Prevention in Newborns
Español: Prevención en los recién nacidos
The two most important ways to prevent early-onset group B strep (GBS) disease are:
- Testing pregnant women for GBS bacteria late in pregnancy (ideally between 35 and 37 weeks pregnant)
- Giving antibiotics during labor to women at increased risk, including those who test positive for GBS bacteria
Testing Pregnant Women
Doctors should test pregnant women for GBS bacteria when they are 35 to 37 weeks pregnant. About 1 in every 4 pregnant women carry GBS bacteria in their body. Women who test positive are not sick, but are at increased risk for passing the bacteria to their babies during birth.
The test is simple and does not hurt. Clinicians use a sterile swab (“Q-tip”) to collect a sample from the vagina and the rectum. They send the sample to a laboratory for testing.
A woman may test positive for the bacteria at some times and not others. That is why doctors should test pregnant women between 35 to 37 weeks of every pregnancy.
Note: Clinicians do not need to test women who had a previous baby who developed GBS disease. These women should receive antibiotics no matter what.
Did You Know?
Antibiotics are very effective at preventing GBS disease in newborns. Consider the following examples.
Tanya tests positive for GBS bacteria and gets antibiotics during labor. Her baby has a 1 in 4,000 chance of developing GBS disease.
Maria tests positive for GBS bacteria and does not get antibiotics during labor. Her baby has a 1 in 200 chance of developing GBS disease.
This means Maria’s baby is 20 times more likely to get GBS disease compared to Tanya’s baby.
Antibiotics during Labor
Pregnant women should receive antibiotics through the vein (IV) during labor if:
- They test positive for GBS bacteria during their current pregnancy
- They have GBS bacteria in their urine anytime during their current pregnancy
- They had a previous baby who developed GBS disease
Pregnant women who do not know if they are positive for GBS bacteria when labor starts should receive antibiotics if they have:
- Labor starting at less than 37 weeks (preterm labor)
- Prolonged membrane rupture (water breaking 18 or more hours before delivery)
- Fever during labor
Giving antibiotics to pregnant women during labor helps protect their babies from infection. The antibiotics help during labor only — because the bacteria can grow back quickly; doctors cannot give antibiotics before labor begins. Penicillin is the most common antibiotic that doctors prescribe, but they can also give other antibiotics to women who are severely allergic to penicillin. Women should tell their doctor or nurse about any allergies during a checkup and try to make a plan for delivery. When arriving at the hospital, women should remind their doctor and any staff if they have any allergies to medicines.
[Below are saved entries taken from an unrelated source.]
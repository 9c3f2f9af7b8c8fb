//! Run controller for population sweeps

use std::collections::BTreeMap;

use serde::{Deserialize, Serialize};

use super::{RunContext, RunStrategy, Stats};
use crate::engine::EngineFactory;
use crate::error::RunError;
use crate::model::{EngineVariant, RunPhase, RunSpecification, Value};
use crate::population::{
    AgentParameters, AttentionSimulation, DistributionParameters, EngineMarket, FinanceModel,
    Market, MockMarket, PopulationModel, default_distributions,
};

/// Swept parameter names a population run understands
pub const POPULATION_PARAMETERS: [&str; 3] = ["attention", "dividend_ror", "dividend_std"];

/// Settings shared by every run of a population sweep
#[derive(Debug, Clone, Serialize, Deserialize)]
#[serde(default)]
pub struct PopulationSettings {
    /// Agents per (CRRA, DiscFac) class
    pub pop_n: usize,
    pub q: usize,
    pub r: usize,
    pub agent: AgentParameters,
    pub distributions: DistributionParameters,
    /// Attention probability when not swept
    pub attention: f64,
    /// Dividend process when not swept
    pub finance: FinanceModel,
    /// Ticks per engine-backed market session
    pub session_ticks: usize,
    /// Drive the `mock` variant through the in-process market engine
    /// instead of the lognormal price process
    pub engine_market: bool,
    pub lot_scale: f64,
}

impl Default for PopulationSettings {
    fn default() -> Self {
        Self {
            pop_n: 25,
            q: 2,
            r: 2,
            agent: AgentParameters::default(),
            distributions: default_distributions(),
            attention: 0.05,
            finance: FinanceModel::default(),
            session_ticks: 50,
            engine_market: false,
            lot_scale: 100.0,
        }
    }
}

/// Drives one [`AttentionSimulation`] per run
pub struct PopulationRunController<F> {
    factory: F,
    settings: PopulationSettings,
}

impl<F: EngineFactory> PopulationRunController<F> {
    pub fn new(factory: F, settings: PopulationSettings) -> Self {
        Self { factory, settings }
    }

    pub fn settings(&self) -> &PopulationSettings {
        &self.settings
    }

    fn number(spec: &RunSpecification, name: &str, default: f64) -> Result<f64, RunError> {
        match spec.get(name) {
            None => Ok(default),
            Some(value) => value
                .as_f64()
                .ok_or_else(|| RunError::parameter(name, format!("expected a number, got {value}"))),
        }
    }

    fn market(
        &self,
        variant: EngineVariant,
        finance: &FinanceModel,
        seed: u64,
    ) -> Result<Box<dyn Market>, RunError> {
        if variant.is_mock() && !self.settings.engine_market {
            return Ok(Box::new(MockMarket::new(finance.risky_expectations(), seed)));
        }
        let engine = self.factory.create(variant)?;
        Ok(Box::new(EngineMarket::new(
            engine,
            seed,
            self.settings.session_ticks,
            finance,
        )))
    }
}

impl<F: EngineFactory> RunStrategy for PopulationRunController<F> {
    fn execute(&self, spec: &RunSpecification, ctx: &mut RunContext) -> Result<Stats, RunError> {
        if let Some(param) = spec
            .params
            .iter()
            .find(|p| !POPULATION_PARAMETERS.contains(&p.name.as_str()))
        {
            return Err(RunError::parameter(
                param.name.as_str(),
                "not a population model parameter",
            ));
        }

        let defaults = &self.settings;
        let finance = FinanceModel::new(
            Self::number(spec, "dividend_ror", defaults.finance.dividend_ror)?,
            Self::number(spec, "dividend_std", defaults.finance.dividend_std)?,
        )?;
        let attention = Self::number(spec, "attention", defaults.attention)?;
        let market = self.market(spec.variant, &finance, ctx.seed())?;

        let mut model = AttentionSimulation::new(
            finance,
            attention,
            defaults.q,
            defaults.r,
            market,
            ctx.seed(),
        )?
        .with_lot_scale(defaults.lot_scale);

        model.initialize(&defaults.agent, &defaults.distributions, defaults.pop_n)?;
        ctx.advance(RunPhase::Configured);
        model.prepare()?;
        ctx.advance(RunPhase::WarmedUp);
        ctx.advance(RunPhase::Measuring);
        let stats = model.simulate_and_summarize()?;
        ctx.measured_ticks = model.quarters();
        Ok(stats)
    }

    fn describe(&self) -> BTreeMap<String, Value> {
        BTreeMap::from([
            ("pop_n".to_string(), Value::from(self.settings.pop_n)),
            ("q".to_string(), Value::from(self.settings.q)),
            ("r".to_string(), Value::from(self.settings.r)),
            (
                "session_ticks".to_string(),
                Value::from(self.settings.session_ticks),
            ),
        ])
    }
}

#[cfg(test)]
mod tests {
    use super::*;
    use crate::engine::EngineSelector;
    use crate::model::Param;

    fn spec(params: Vec<(&str, Value)>, variant: EngineVariant) -> RunSpecification {
        RunSpecification {
            run_index: 0,
            params: params
                .into_iter()
                .map(|(name, value)| Param {
                    name: name.to_string(),
                    value,
                })
                .collect(),
            variant,
            replicate: 0,
        }
    }

    fn controller() -> PopulationRunController<EngineSelector> {
        let settings = PopulationSettings {
            pop_n: 2,
            ..PopulationSettings::default()
        };
        PopulationRunController::new(EngineSelector::default(), settings)
    }

    #[test]
    fn test_mock_run_summary() {
        let spec = spec(
            vec![
                ("attention", Value::Float(0.08)),
                ("dividend_ror", Value::Float(0.1)),
                ("dividend_std", Value::Float(0.01)),
            ],
            EngineVariant::Mock,
        );
        let mut ctx = RunContext::new(42);
        let stats = controller().execute(&spec, &mut ctx).unwrap();
        assert_eq!(stats["dividend_ror"], Value::Float(0.1));
        assert_eq!(stats["attention"], Value::Float(0.08));
        assert_eq!(stats["agents"], Value::Int(12));
        assert_eq!(ctx.phase(), RunPhase::Measuring);
    }

    #[test]
    fn test_unknown_parameter_is_configuration_error() {
        let spec = spec(vec![("bogus", Value::Int(1))], EngineVariant::Mock);
        let mut ctx = RunContext::new(1);
        let err = controller().execute(&spec, &mut ctx).err().unwrap();
        assert_eq!(err.kind(), crate::model::ErrorKind::Configuration);
        assert_eq!(ctx.phase(), RunPhase::Uninitialized);
    }

    #[test]
    fn test_engine_backed_market() {
        let settings = PopulationSettings {
            pop_n: 1,
            q: 1,
            r: 1,
            session_ticks: 10,
            engine_market: true,
            ..PopulationSettings::default()
        };
        let controller = PopulationRunController::new(EngineSelector::default(), settings);
        let spec = spec(vec![], EngineVariant::Mock);
        let stats = controller.execute(&spec, &mut RunContext::new(3)).unwrap();
        assert_eq!(stats["quarters"], Value::Int(1));
    }

    #[test]
    fn test_external_market_without_program() {
        let spec = spec(vec![], EngineVariant::External);
        let err = controller()
            .execute(&spec, &mut RunContext::new(3))
            .err()
            .unwrap();
        assert_eq!(err.kind(), crate::model::ErrorKind::Configuration);
    }
}
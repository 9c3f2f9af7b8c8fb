use std::path::PathBuf;

use clap::Parser;
use color_eyre::eyre::WrapErr;
use marketsweep::{
    Overrides, SweepSettings, WorkerCommand, execute_sweep, execute_worker, init_logging,
};

#[derive(Parser, Debug)]
#[command(name = "marketsweep")]
#[command(about = "Parameter sweeps over step-based market simulations")]
struct Args {
    /// Path to the sweep configuration (YAML)
    config: PathBuf,

    /// Execute only this run and print its outcome as one JSON line
    #[arg(long)]
    run_index: Option<usize>,

    /// Directory for the study, errors and metadata artifacts
    #[arg(short, long)]
    output_dir: Option<PathBuf>,

    /// Log level (trace, debug, info, warn, error)
    #[arg(short, long, default_value = "info")]
    log_level: String,

    /// Base seed; run i uses seed + i
    #[arg(long)]
    seed: Option<u64>,
}

fn main() -> color_eyre::Result<()> {
    color_eyre::install()?;

    let args = Args::parse();
    let mut settings = SweepSettings::load(&args.config)?;
    settings.apply(&Overrides {
        output_dir: args.output_dir.clone(),
        seed: args.seed,
    });

    // Workers share the parent's log file through inherited stderr only
    if let Some(run_index) = args.run_index {
        init_logging(None, &args.log_level)?;
        settings.validate()?;
        let line = execute_worker(&settings, run_index)?;
        println!("{line}");
        return Ok(());
    }

    init_logging(Some(&settings.log_dir), &args.log_level)?;
    settings.validate()?;

    let program = std::env::current_exe().wrap_err("cannot locate the marketsweep executable")?;
    let worker = WorkerCommand::new(
        program,
        &args.config.to_string_lossy(),
        &args.log_level,
        settings.seed,
    );
    let report = execute_sweep(&settings, &worker)?;

    tracing::info!(
        "{} runs: {} succeeded, {} failed",
        report.metadata.run_count,
        report.metadata.good_count,
        report.metadata.bad_count
    );
    println!("{}", report.paths.study.display());
    println!("{}", report.paths.errors.display());
    println!("{}", report.paths.meta.display());
    Ok(())
}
Penicillin is very safe and effective at preventing the spread of GBS bacteria to newborns during birth. About 1 in every 10 women have mild side effects from receiving penicillin. There is a rare chance (about 1 in every 10,000 women) of having a severe allergic reaction that requires emergency treatment.
Researchers have not identified an effective strategy for preventing late-onset GBS disease. Unfortunately, giving women antibiotics during labor does not prevent late-onset disease.
Currently, there is no vaccine to help pregnant women protect their newborns from GBS bacteria and disease. Researchers are working on developing a vaccine, which may become available in the future.
The following strategies are not effective at preventing GBS disease in babies:
- Taking antibiotics by mouth
- Taking antibiotics before labor begins
- Using birth canal washes with the disinfectant chlorhexidine
To date, receiving antibiotics through the vein during labor is the only proven strategy to protect a baby from early-onset GBS disease.